Possible Spin-Triplet Excitonic Insulator in the Ultraquantum Limit of HfTe_{5}.

More than 50 years ago, excitonic insulators formed by the pairing of electrons and holes due to Coulomb interactions were first predicted [A. N. Kozlov and L. A. Maksimov, Sov. J. Exp. Theor. Phys. 21, 790 (1965); L. V. Keldysh and Y. V. Kopaev, Sov. Phys. Solid State 6, 2219 (1965)SPSSA70038-5654; D. Jérome, T. M. Rice, and W. Kohn, Phys. Rev. 158, 462 (1967)PHRVAO0031-899X10.1103/PhysRev.158.462]. Since then, excitonic insulators have been observed in various classes of materials, including quantum Hall bilayers, graphite, transition metal chalcogenides, and more recently in moiré superlattices.
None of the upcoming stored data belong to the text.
//! Alert Classifier — per-row anomaly classification via rolling-window
//! statistics.
//!
//! For every (area, month) row this computes:
//!   1. `alert_spike`  — risk index above the rolling baseline of up to
//!      the 6 preceding months by more than the threshold fraction
//!   2. `alert_trend3` — risk index strictly rising over 3 consecutive months
//!   3. `alert_level`  — none (no flag) | watch (one) | warning (both)
//!
//! Pure and total: sparse history and missing indices resolve to `false`,
//! never to an error. Cross-area comparisons never occur — each area's
//! history is windowed independently.

use crate::{
    model::{AlertLevel, FeatureRow},
    types::AreaId,
};
use serde::{Deserialize, Serialize};
use std::collections::BTreeMap;
use std::fmt;

// ── Constants ────────────────────────────────────────────────────────────────

/// Fractional rise above the baseline that triggers a spike. 0.5 = +50 %.
pub const DEFAULT_SPIKE_THRESHOLD: f64 = 0.50;
/// Months of history feeding the rolling baseline.
pub const DEFAULT_BASELINE_WINDOW: usize = 6;
/// Baseline is undefined until this many non-null points fall in the window.
pub const MIN_BASELINE_POINTS: usize = 3;

// ── Configuration ────────────────────────────────────────────────────────────

/// Classifier tunables, normally seeded from `meta.json` thresholds.
#[derive(Debug, Clone, Copy, Serialize, Deserialize)]
#[serde(default)]
pub struct AlertConfig {
    pub spike_threshold: f64,
    pub baseline_window: usize,
}

impl Default for AlertConfig {
    fn default() -> Self {
        Self {
            spike_threshold: DEFAULT_SPIKE_THRESHOLD,
            baseline_window: DEFAULT_BASELINE_WINDOW,
        }
    }
}

// ── Classification ───────────────────────────────────────────────────────────

/// Classify every row against `threshold` with the standard 6-month window.
///
/// The threshold is a fraction in `(0, 1]` (the UI exposes 0.10–1.00), but
/// the function is total over any finite value. Every input field other
/// than the three alert fields passes through unchanged; output order is
/// ascending (`area_id`, `month`) regardless of input order.
pub fn classify(rows: &[FeatureRow], threshold: f64) -> Vec<FeatureRow> {
    classify_with(
        rows,
        &AlertConfig {
            spike_threshold: threshold,
            baseline_window: DEFAULT_BASELINE_WINDOW,
        },
    )
}

/// Classify with explicit tunables. See [`classify`].
pub fn classify_with(rows: &[FeatureRow], cfg: &AlertConfig) -> Vec<FeatureRow> {
    // Partition by area, then sort each partition chronologically.
    // BTreeMap keeps the output order deterministic (ascending area_id).
    let mut by_area: BTreeMap<AreaId, Vec<FeatureRow>> = BTreeMap::new();
    for row in rows {
        by_area.entry(row.area_id.clone()).or_default().push(row.clone());
    }

    let mut out = Vec::with_capacity(rows.len());
    for (_, mut history) in by_area {
        history.sort_by(|a, b| a.month.cmp(&b.month));

        let indices: Vec<Option<f64>> = history.iter().map(|r| r.risk_index).collect();

        for (t, mut row) in history.into_iter().enumerate() {
            let spike = spike_flag(&indices, t, cfg);
            let trend = trend3_flag(&indices, t);

            row.alert_spike = spike;
            row.alert_trend3 = trend;
            row.alert_level = AlertLevel::from_flags(spike, trend);
            out.push(row);
        }
    }

    log::debug!(
        "classified {} rows at threshold {:.2} (window {})",
        out.len(),
        cfg.spike_threshold,
        cfg.baseline_window
    );
    out
}

/// Rolling baseline for position `t`: mean of the non-null risk indices in
/// the up-to-`window` immediately preceding rows. `None` when fewer than
/// [`MIN_BASELINE_POINTS`] qualify.
fn baseline(indices: &[Option<f64>], t: usize, window: usize) -> Option<f64> {
    let start = t.saturating_sub(window);
    let points: Vec<f64> = indices[start..t].iter().filter_map(|v| *v).collect();
    if points.len() < MIN_BASELINE_POINTS {
        return None;
    }
    Some(points.iter().sum::<f64>() / points.len() as f64)
}

fn spike_flag(indices: &[Option<f64>], t: usize, cfg: &AlertConfig) -> bool {
    match (baseline(indices, t, cfg.baseline_window), indices[t]) {
        (Some(base), Some(current)) => current > base * (1.0 + cfg.spike_threshold),
        _ => false,
    }
}

/// True when positions `t-2`, `t-1`, `t` all carry a risk index and the
/// three values are strictly increasing. The first two months of any
/// area's history can never trend.
fn trend3_flag(indices: &[Option<f64>], t: usize) -> bool {
    if t < 2 {
        return false;
    }
    match (indices[t - 2], indices[t - 1], indices[t]) {
        (Some(a), Some(b), Some(c)) => c > b && b > a,
        _ => false,
    }
}

// ── Summary ──────────────────────────────────────────────────────────────────

/// Alert counts over a classified panel, for end-of-run logging.
#[derive(Debug, Clone, Copy, Default, Serialize, Deserialize, PartialEq, Eq)]
pub struct AlertSummary {
    pub total: usize,
    pub spike_count: usize,
    pub trend_count: usize,
    pub watch_count: usize,
    pub warning_count: usize,
}

pub fn summarize(rows: &[FeatureRow]) -> AlertSummary {
    let mut summary = AlertSummary {
        total: rows.len(),
        ..AlertSummary::default()
    };
    for row in rows {
        if row.alert_spike {
            summary.spike_count += 1;
        }
        if row.alert_trend3 {
            summary.trend_count += 1;
        }
        match row.alert_level {
            AlertLevel::Watch => summary.watch_count += 1,
            AlertLevel::Warning => summary.warning_count += 1,
            AlertLevel::None => {}
        }
    }
    summary
}

impl fmt::Display for AlertSummary {
    fn fmt(&self, f: &mut fmt::Formatter<'_>) -> fmt::Result {
        write!(
            f,
            "{} rows | alert_spike={} | alert_trend3={} | watch={} | warning={}",
            self.total, self.spike_count, self.trend_count, self.watch_count, self.warning_count
        )
    }
}
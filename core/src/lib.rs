//! bikewatch-core: the derived-metrics pipeline behind the BikeWatch
//! borough-level bicycle-theft risk dashboard.
//!
//! The pipeline is a chain of pure functions over a month × area panel:
//!   1. `metrics`  — enrich raw counts/exposure into risk ratios and indices
//!   2. `alerts`   — classify every row with spike/trend flags and a level
//!   3. `panel`    — the immutable Panel Store and month Slice Selector
//!   4. `delta`    — month-to-month comparison rows
//!   5. `ranking`  — filtered, bounded, deterministically ordered top-N
//!   6. `view`     — one full-recompute entry point a host UI calls
//!
//! Everything is recomputed from scratch on every parameter change; no
//! state survives between invocations. Only the loading boundary
//! (`loader`) can fail — the computation layer is total over its input.

pub mod alerts;
pub mod delta;
pub mod error;
pub mod loader;
pub mod metrics;
pub mod model;
pub mod panel;
pub mod ranking;
pub mod types;
pub mod view;
//! Delta Calculator — month-to-month comparison rows.
//!
//! One [`DeltaRow`] per area appearing in either month's slice. Alert and
//! stability state are copied from the month-B row only; an area with data
//! only in month A gets the defaults (`none` / `false`). Delta rows are
//! ephemeral — recomputed on every (monthA, monthB, threshold) change.

use crate::{
    metrics::round4,
    model::{AlertLevel, DeltaRow, FeatureRow},
};
use std::collections::BTreeMap;

/// Compare `month_a` against `month_b` across the whole panel.
///
/// Comparing a month with itself, or with an empty month key, is a defined
/// no-op returning an empty sequence. Duplicate `area_id`s within one
/// month are a data-quality concern, not a fault: the last row wins.
/// Output is ascending by `area_id`.
pub fn compute_delta(rows: &[FeatureRow], month_a: &str, month_b: &str) -> Vec<DeltaRow> {
    if month_a == month_b || month_a.is_empty() || month_b.is_empty() {
        return Vec::new();
    }

    let side_a = month_lookup(rows, month_a);
    let side_b = month_lookup(rows, month_b);

    // Union of area ids from both sides; BTreeMap keys are already sorted,
    // so a merged BTreeMap of references gives deterministic order.
    let mut areas: BTreeMap<&str, ()> = BTreeMap::new();
    areas.extend(side_a.keys().map(|k| (*k, ())));
    areas.extend(side_b.keys().map(|k| (*k, ())));

    areas
        .into_keys()
        .map(|area_id| {
            let a = side_a.get(area_id).copied();
            let b = side_b.get(area_id).copied();

            let risk_index_a = a.and_then(|r| r.risk_index);
            let risk_index_b = b.and_then(|r| r.risk_index);
            let theft_count_a = a.and_then(|r| r.theft_count).unwrap_or(0);
            let theft_count_b = b.and_then(|r| r.theft_count).unwrap_or(0);

            let delta_risk_index = match (risk_index_a, risk_index_b) {
                (Some(ia), Some(ib)) => Some(round4(ib - ia)),
                _ => None,
            };

            // Display name prefers the B side, like every other B-leaning
            // field; exactly one side can be missing here, never both.
            let area_name = b
                .map(|r| r.area_name.clone())
                .or_else(|| a.map(|r| r.area_name.clone()))
                .unwrap_or_default();

            DeltaRow {
                area_id: area_id.to_string(),
                area_name,
                risk_index_a,
                risk_index_b,
                theft_count_a,
                theft_count_b,
                delta_risk_index,
                delta_count: theft_count_b as i64 - theft_count_a as i64,
                alert_level: b.map(|r| r.alert_level).unwrap_or(AlertLevel::None),
                stability_flag: b.map(|r| r.stability_flag).unwrap_or(false),
            }
        })
        .collect()
}

/// `area_id -> row` for one month; later rows overwrite earlier ones.
fn month_lookup<'a>(rows: &'a [FeatureRow], month: &str) -> BTreeMap<&'a str, &'a FeatureRow> {
    rows.iter()
        .filter(|r| r.month == month)
        .map(|r| (r.area_id.as_str(), r))
        .collect()
}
In these excitonic insulators, an electron and a hole with the same spin bind together, and the resulting exciton is a spin singlet. Here, we report the experimental observation of a spin-triplet excitonic insulator in the ultra-quantum limit of a three-dimensional topological material HfTe_{5}. We observe that the spin-polarized zeroth Landau bands dispersing along the field direction cross each other beyond a characteristic magnetic field in HfTe_{5}, forming the one-dimensional Weyl mode. Transport measurements reveal the emergence of a gap of about 250  μeV when the field surpasses a critical threshold. By performing the material-specific modeling, we identify this gap as a consequence of a spin-triplet exciton formation, where electrons and holes with opposite spin form bound states, and the translational symmetry is preserved. The system reaches charge neutrality following the gap opening, as evidenced by the zero Hall conductivity over a wide magnetic field range (10-72 T). Our finding of the spin-triplet excitonic insulator paves the way for studying novel spin transport including spin superfluidity, spin Josephson currents, and Coulomb drag of spin currents in analogy to the transport properties associated with the layer pseudospin in quantum Hall bilayers.